Puppy love
A February St. Petersburg Times report found several local people who regularly cook gourmet meals for their dogs and who revealed their dogs’ (or maybe just “their”) favorite recipes.
“Veggie Cookies for Dogs,” for example, requires whole-wheat flour, dried basil, dried cilantro, dried oregano, chopped carrot, green beans, tomato paste, canola oil and garlic.
Asked one chef: Why feed “man’s best friend” what you wouldn’t eat yourself?
>>> A day spa for dogs (“Wag Style”) in Tokyo offers sessions in a hyperbaric oxygen chamber, supposedly easing doggy arthritis, healing wounds and halting aging.
Some racehorse owners are certain that the chambers help with equine muscle and joint problems, but an academic researcher told a BoingBoing.net writer that evidence of benefit is “anecdotal.”)
Ironies
In February, the trade group Mortgage Bankers Association announced the sale of its Washington, D.C., headquarters for $41 million.
The association had purchased the building in 2007, at the peak of the real estate bubble, for $79 million.
Litigious society
Craig Show, 49, filed a lawsuit in January against the Idaho State Police and the Bonner County Sheriff’s Office, demanding compensation following his DUI arrest in August.
Show said the cops had seized a “medicine bag” on his motorcycle and, in opening it for inspection, permitted the “mystical powers” inside to escape.
It was blessed by a “medicine woman” in 1995 and, Show said, had not been opened.
>>> Sabrina Medina filed a lawsuit against the Hyatt Regency Waikiki Resort in Hawaii in January, claiming that an employee had caused her husband’s death.
The late Humberto Murillo had swiped two 12-packs of beer from a store at the resort, but the manager pursued and confronted him.
Murillo started punching, and bystanders came to the manager’s aid, restrained Murillo and held him down.

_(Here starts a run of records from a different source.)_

use crate::constants::{
    MAX_QUANTITY, MAX_RUN_LENGTH_CM, MIN_ITEM_CM, ROLL_DEFAULT_SPACING_MM, ROLL_MAX_SPACING_MM,
    ROLL_MIN_SPACING_MM,
};
use crate::pricing::PricingOptions;
use crate::render::CutGeometry;
use crate::types::*;

#[cfg(feature = "serde")]
use serde::{Deserialize, Serialize};

/// A complete sticker design and order configuration
#[derive(Debug, Clone, PartialEq)]
#[cfg_attr(feature = "serde", derive(Serialize, Deserialize))]
#[cfg_attr(feature = "serde", serde(default))]
pub struct DesignConfig {
    // Demand
    pub quantity: u32,
    pub input_mode: InputMode,
    /// Requested run length for roll-fed length mode (cm)
    pub run_length_cm: f64,

    // Item size
    pub width_cm: f64,
    pub height_cm: f64,

    // Cut line
    pub shape: CutShape,
    pub corner_radius_mm: f64,
    /// Outline in a normalized 100×100 space, from the contour service
    pub cut_path: Option<String>,
    pub background_color: Option<String>,

    // Production
    pub mode: ProductionMode,
    pub finish: Finish,
    /// Gap between stickers on roll-fed media (mm)
    pub spacing_mm: f64,
    /// Protective container (DTF only)
    pub container: bool,
}

impl Default for DesignConfig {
    fn default() -> Self {
        Self {
            quantity: 100,
            input_mode: InputMode::Quantity,
            run_length_cm: 100.0,
            width_cm: 8.0,
            height_cm: 8.0,
            shape: CutShape::Rectangle,
            corner_radius_mm: 5.0,
            cut_path: None,
            background_color: None,
            mode: ProductionMode::Press,
            finish: Finish::None,
            spacing_mm: ROLL_DEFAULT_SPACING_MM,
            container: false,
        }
    }
}

impl DesignConfig {
    pub fn item(&self) -> ItemSpec {
        ItemSpec::new(self.width_cm, self.height_cm)
    }

    /// The demand interpretation active for the current mode.
    ///
    /// Sheet-fed modes always count stickers.
    pub fn demand(&self) -> DemandSpec {
        match self.input_mode {
            InputMode::Length if self.mode.is_roll_fed() => DemandSpec::Length {
                cm: self.run_length_cm,
            },
            _ => DemandSpec::Quantity(self.quantity),
        }
    }

    /// Cut geometry to render; a contour without a path falls back to a rectangle
    pub fn cut_geometry(&self) -> CutGeometry {
        match (self.shape, &self.cut_path) {
            (CutShape::Contour, Some(path)) => CutGeometry::Outline(path.clone()),
            (CutShape::Contour, None) | (CutShape::Rectangle, _) => CutGeometry::Rectangle,
            (CutShape::RoundedRectangle, _) => CutGeometry::Rounded {
                radius_mm: self.corner_radius_mm,
            },
            (CutShape::Ellipse, _) => CutGeometry::Ellipse,
        }
    }

    pub fn pricing_options(&self) -> PricingOptions {
        PricingOptions {
            demand: self.demand(),
            finish: if self.mode.is_roll_fed() {
                Finish::None
            } else {
                self.finish
            },
            container: self.container && self.mode == ProductionMode::DtfUv,
        }
    }

    /// Validate the configuration
    pub fn validate(&self) -> Result<()> {
        if !(self.width_cm > 0.0 && self.height_cm > 0.0) {
            return Err(ImposeError::Config(format!(
                "Sticker size must be positive, got {}×{} cm",
                self.width_cm, self.height_cm
            )));
        }

        if self.width_cm < MIN_ITEM_CM || self.height_cm < MIN_ITEM_CM {
            return Err(ImposeError::Config(format!(
                "Sticker edges must be at least {} cm, got {}×{} cm",
                MIN_ITEM_CM, self.width_cm, self.height_cm
            )));
        }

        if self.corner_radius_mm < 0.0 {
            return Err(ImposeError::Config(
                "Corner radius cannot be negative".to_string(),
            ));
        }

        match self.demand() {
            DemandSpec::Quantity(0) => {
                return Err(ImposeError::Config("Quantity must be at least 1".to_string()));
            }
            DemandSpec::Quantity(quantity) if quantity > MAX_QUANTITY => {
                return Err(ImposeError::Config(format!(
                    "Quantity cannot exceed {}, got {}",
                    MAX_QUANTITY, quantity
                )));
            }
            DemandSpec::Length { cm } if !(cm > 0.0) => {
                return Err(ImposeError::Config(format!(
                    "Run length must be positive, got {} cm",
                    cm
                )));
            }
            DemandSpec::Length { cm } if cm > MAX_RUN_LENGTH_CM => {
                return Err(ImposeError::Config(format!(
                    "Run length cannot exceed {} cm, got {}",
                    MAX_RUN_LENGTH_CM, cm
                )));
            }
            _ => {}
        }

        if self.mode.is_roll_fed()
            && !(ROLL_MIN_SPACING_MM..=ROLL_MAX_SPACING_MM).contains(&self.spacing_mm)
        {
            return Err(ImposeError::Config(format!(
                "Roll spacing must be between {} and {} mm, got {}",
                ROLL_MIN_SPACING_MM, ROLL_MAX_SPACING_MM, self.spacing_mm
            )));
        }

        Ok(())
    }

    /// Serialize to a self-describing JSON record
    #[cfg(feature = "serde")]
    pub fn to_json(&self) -> Result<String> {
        serde_json::to_string_pretty(self)
            .map_err(|e| ImposeError::Config(format!("Failed to serialize config: {}", e)))
    }

    /// Parse a saved record.
    ///
    /// The blob must be an object with a `quantity` field; anything else is
    /// rejected as a whole.
    #[cfg(feature = "serde")]
    pub fn from_json(json: &str) -> Result<Self> {
        let value: serde_json::Value = serde_json::from_str(json)
            .map_err(|e| ImposeError::Config(format!("Failed to parse config: {}", e)))?;

        let has_quantity = value
            .as_object()
            .is_some_and(|record| record.contains_key("quantity"));
        if !has_quantity {
            return Err(ImposeError::Config(
                "Saved config is not a record with a quantity".to_string(),
            ));
        }

        serde_json::from_value(value)
            .map_err(|e| ImposeError::Config(format!("Failed to parse config: {}", e)))
    }

    /// Load a configuration from a JSON file
    #[cfg(feature = "serde")]
    pub async fn load(path: impl AsRef<std::path::Path>) -> Result<Self> {
        let json = tokio::fs::read_to_string(path).await?;
        Self::from_json(&json)
    }

    /// Save the configuration to a JSON file
    #[cfg(feature = "serde")]
    pub async fn save(&self, path: impl AsRef<std::path::Path>) -> Result<()> {
        tokio::fs::write(path, self.to_json()?).await?;
        Ok(())
    }
}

Murillo, who was bipolar and had marijuana in his system, passed out and asphyxiated.
>>> Anthony Avery, 72, a retired insurance underwriter, filed a lawsuit in December against the exclusive Rye Golf Club in East Sussex County, England, for lingering injuries caused when he slipped on the wet floor of the club’s shower room.
The floor, he said, was “too” slippery.
Not crime ready
>>> Myesha Williams, 20, and a friend walked in to the police station in DeLand, Fla., in January and demanded to know why their photos appeared in local crime news on TV.
Following questioning, police decided Williams was the woman on their surveillance video robbing a beauty shop and arrested her (but since Williams’ friend had left before the actual robbery, she was not charged).
Classic news
As many as 10 percent of Japanese youths may be living in “epic sulks” as hermits (“hikikomori”), according to a March 2005 Taipei Times dispatch from Tokyo, thus representing no improvement in the already alarming problem that was described in a News of the Weird report in 2000, which estimated that 1 million young professionals were then afflicted.
Many of the hikikomori still live in their parents’ homes and simply never leave their bedrooms except briefly to gather food.
Among the speculation as to cause: school bullying, academic pressure, poor social skills, excessive video-gaming, inaccessible father figures, and an education system that suppresses youths’ sense of adventure.